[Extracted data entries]
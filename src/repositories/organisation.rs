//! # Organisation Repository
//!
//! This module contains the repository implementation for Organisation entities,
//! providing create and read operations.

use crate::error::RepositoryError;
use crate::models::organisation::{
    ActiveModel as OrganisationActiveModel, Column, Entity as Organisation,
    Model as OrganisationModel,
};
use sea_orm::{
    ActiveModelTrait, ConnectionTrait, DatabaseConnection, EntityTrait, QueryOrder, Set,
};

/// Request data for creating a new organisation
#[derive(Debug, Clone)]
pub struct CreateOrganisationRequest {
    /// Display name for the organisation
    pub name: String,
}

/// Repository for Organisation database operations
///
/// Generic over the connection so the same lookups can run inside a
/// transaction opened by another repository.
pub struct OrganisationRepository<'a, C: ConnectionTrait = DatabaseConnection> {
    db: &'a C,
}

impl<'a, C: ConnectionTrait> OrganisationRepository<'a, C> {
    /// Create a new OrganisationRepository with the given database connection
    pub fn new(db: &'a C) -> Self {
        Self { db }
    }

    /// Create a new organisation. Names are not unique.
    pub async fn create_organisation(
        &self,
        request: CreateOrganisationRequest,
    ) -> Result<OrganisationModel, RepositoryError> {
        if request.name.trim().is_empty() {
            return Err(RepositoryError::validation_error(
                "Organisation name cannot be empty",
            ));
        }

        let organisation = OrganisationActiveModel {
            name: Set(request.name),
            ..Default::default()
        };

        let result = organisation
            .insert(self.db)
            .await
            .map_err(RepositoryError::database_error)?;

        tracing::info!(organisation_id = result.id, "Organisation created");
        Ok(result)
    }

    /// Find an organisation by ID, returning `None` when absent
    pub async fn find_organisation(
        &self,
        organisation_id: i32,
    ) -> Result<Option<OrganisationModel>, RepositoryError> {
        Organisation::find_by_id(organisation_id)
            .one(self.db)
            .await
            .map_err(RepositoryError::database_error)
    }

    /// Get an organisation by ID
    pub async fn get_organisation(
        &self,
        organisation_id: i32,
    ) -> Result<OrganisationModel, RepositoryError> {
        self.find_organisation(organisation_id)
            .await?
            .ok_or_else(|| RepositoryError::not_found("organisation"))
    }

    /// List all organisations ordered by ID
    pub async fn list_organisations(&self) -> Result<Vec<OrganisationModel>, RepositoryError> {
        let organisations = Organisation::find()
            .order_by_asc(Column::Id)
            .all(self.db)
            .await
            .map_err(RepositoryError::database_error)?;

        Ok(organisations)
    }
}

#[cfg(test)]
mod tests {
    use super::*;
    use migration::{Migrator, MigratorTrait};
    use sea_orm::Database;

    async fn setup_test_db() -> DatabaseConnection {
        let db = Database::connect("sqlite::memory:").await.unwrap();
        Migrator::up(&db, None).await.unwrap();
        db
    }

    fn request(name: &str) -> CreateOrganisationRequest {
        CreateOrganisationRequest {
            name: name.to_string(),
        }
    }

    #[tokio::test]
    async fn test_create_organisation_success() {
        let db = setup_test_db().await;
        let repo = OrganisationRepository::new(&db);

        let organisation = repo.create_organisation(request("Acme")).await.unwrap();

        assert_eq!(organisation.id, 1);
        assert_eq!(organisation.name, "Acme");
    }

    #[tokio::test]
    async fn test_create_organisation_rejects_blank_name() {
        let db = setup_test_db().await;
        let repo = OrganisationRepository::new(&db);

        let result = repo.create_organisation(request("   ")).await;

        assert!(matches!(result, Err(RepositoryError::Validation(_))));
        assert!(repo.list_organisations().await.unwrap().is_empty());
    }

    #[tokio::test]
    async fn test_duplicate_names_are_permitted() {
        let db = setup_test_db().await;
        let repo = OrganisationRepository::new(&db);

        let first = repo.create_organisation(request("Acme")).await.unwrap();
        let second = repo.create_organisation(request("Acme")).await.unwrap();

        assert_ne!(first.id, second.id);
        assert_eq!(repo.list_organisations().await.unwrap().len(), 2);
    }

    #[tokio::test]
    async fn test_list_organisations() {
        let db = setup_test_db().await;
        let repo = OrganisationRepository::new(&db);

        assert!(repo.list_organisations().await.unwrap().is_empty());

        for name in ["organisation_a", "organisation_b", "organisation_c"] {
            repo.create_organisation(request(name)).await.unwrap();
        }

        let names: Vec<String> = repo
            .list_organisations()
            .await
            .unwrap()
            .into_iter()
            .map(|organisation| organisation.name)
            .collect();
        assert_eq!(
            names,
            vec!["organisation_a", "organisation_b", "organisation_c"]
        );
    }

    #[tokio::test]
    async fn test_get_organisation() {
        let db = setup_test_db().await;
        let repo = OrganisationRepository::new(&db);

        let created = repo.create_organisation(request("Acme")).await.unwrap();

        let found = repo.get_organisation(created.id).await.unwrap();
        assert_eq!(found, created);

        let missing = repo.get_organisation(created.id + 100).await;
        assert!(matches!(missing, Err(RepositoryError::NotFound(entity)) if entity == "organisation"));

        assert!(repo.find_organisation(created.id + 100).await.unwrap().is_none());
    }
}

- **Exercise aim**
All records should be written out again exactly as given.

- **Result for this exercise**
filename src/repositories/organisation.rs
//! # Organisation Repository
//!
//! This module contains the repository implementation for Organisation entities,
//! providing create and read operations.

use crate::error::RepositoryError;
use crate::models::organisation::{
    ActiveModel as OrganisationActiveModel, Column, Entity as Organisation,
    Model as OrganisationModel,
};
use sea_orm::{
    ActiveModelTrait, ConnectionTrait, DatabaseConnection, EntityTrait, QueryOrder, Set,
};

/// Request data for creating a new organisation
#[derive(Debug, Clone)]
pub struct CreateOrganisationRequest {
    /// Display name for the organisation
    pub name: String,
}

/// Repository for Organisation database operations
///
/// Generic over the connection so the same lookups can run inside a
/// transaction opened by another repository.
pub struct OrganisationRepository<'a, C: ConnectionTrait = DatabaseConnection> {
    db: &'a C,
}

impl<'a, C: ConnectionTrait> OrganisationRepository<'a, C> {
    /// Create a new OrganisationRepository with the given database connection
    pub fn new(db: &'a C) -> Self {
        Self { db }
    }

    /// Create a new organisation. Names are not unique.
    pub async fn create_organisation(
        &self,
        request: CreateOrganisationRequest,
    ) -> Result<OrganisationModel, RepositoryError> {
        if request.name.trim().is_empty() {
            return Err(RepositoryError::validation_error(
                "Organisation name cannot be empty",
            ));
        }

        let organisation = OrganisationActiveModel {
            name: Set(request.name),
            ..Default::default()
        };

        let result = organisation
            .insert(self.db)
            .await
            .map_err(RepositoryError::database_error)?;

        tracing::info!(organisation_id = result.id, "Organisation created");
        Ok(result)
    }

    /// Find an organisation by ID, returning `None` when absent
    pub async fn find_organisation(
        &self,
        organisation_id: i32,
    ) -> Result<Option<OrganisationModel>, RepositoryError> {
        Organisation::find_by_id(organisation_id)
            .one(self.db)
            .await
            .map_err(RepositoryError::database_error)
    }

    /// Get an organisation by ID
    pub async fn get_organisation(
        &self,
        organisation_id: i32,
    ) -> Result<OrganisationModel, RepositoryError> {
        self.find_organisation(organisation_id)
            .await?
            .ok_or_else(|| RepositoryError::not_found("organisation"))
    }

    /// List all organisations ordered by ID
    pub async fn list_organisations(&self) -> Result<Vec<OrganisationModel>, RepositoryError> {
        let organisations = Organisation::find()
            .order_by_asc(Column::Id)
            .all(self.db)
            .await
            .map_err(RepositoryError::database_error)?;

        Ok(organisations)
    }
}

#[cfg(test)]
mod tests {
    use super::*;
    use migration::{Migrator, MigratorTrait};
    use sea_orm::Database;

    async fn setup_test_db() -> DatabaseConnection {
        let db = Database::connect("sqlite::memory:").await.unwrap();
        Migrator::up(&db, None).await.unwrap();
        db
    }

    fn request(name: &str) -> CreateOrganisationRequest {
        CreateOrganisationRequest {
            name: name.to_string(),
        }
    }

    #[tokio::test]
    async fn test_create_organisation_success() {
        let db = setup_test_db().await;
        let repo = OrganisationRepository::new(&db);

        let organisation = repo.create_organisation(request("Acme")).await.unwrap();

        assert_eq!(organisation.id, 1);
        assert_eq!(organisation.name, "Acme");
    }

    #[tokio::test]
    async fn test_create_organisation_rejects_blank_name() {
        let db = setup_test_db().await;
        let repo = OrganisationRepository::new(&db);

        let result = repo.create_organisation(request("   ")).await;

        assert!(matches!(result, Err(RepositoryError::Validation(_))));
        assert!(repo.list_organisations().await.unwrap().is_empty());
    }

    #[tokio::test]
    async fn test_duplicate_names_are_permitted() {
        let db = setup_test_db().await;
        let repo = OrganisationRepository::new(&db);

        let first = repo.create_organisation(request("Acme")).await.unwrap();
        let second = repo.create_organisation(request("Acme")).await.unwrap();

        assert_ne!(first.id, second.id);
        assert_eq!(repo.list_organisations().await.unwrap().len(), 2);
    }

    #[tokio::test]
    async fn test_list_organisations() {
        let db = setup_test_db().await;
        let repo = OrganisationRepository::new(&db);

        assert!(repo.list_organisations().await.unwrap().is_empty());

        for name in ["organisation_a", "organisation_b", "organisation_c"] {
            repo.create_organisation(request(name)).await.unwrap();
        }

        let names: Vec<String> = repo
            .list_organisations()
            .await
            .unwrap()
            .into_iter()
            .map(|organisation| organisation.name)
            .collect();
        assert_eq!(
            names,
            vec!["organisation_a", "organisation_b", "organisation_c"]
        );
    }

    #[tokio::test]
    async fn test_get_organisation() {
        let db = setup_test_db().await;
        let repo = OrganisationRepository::new(&db);

        let created = repo.create_organisation(request("Acme")).await.unwrap();

        let found = repo.get_organisation(created.id).await.unwrap();
        assert_eq!(found, created);

        let missing = repo.get_organisation(created.id + 100).await;
        assert!(matches!(missing, Err(RepositoryError::NotFound(entity)) if entity == "organisation"));

        assert!(repo.find_organisation(created.id + 100).await.unwrap().is_none());
    }
}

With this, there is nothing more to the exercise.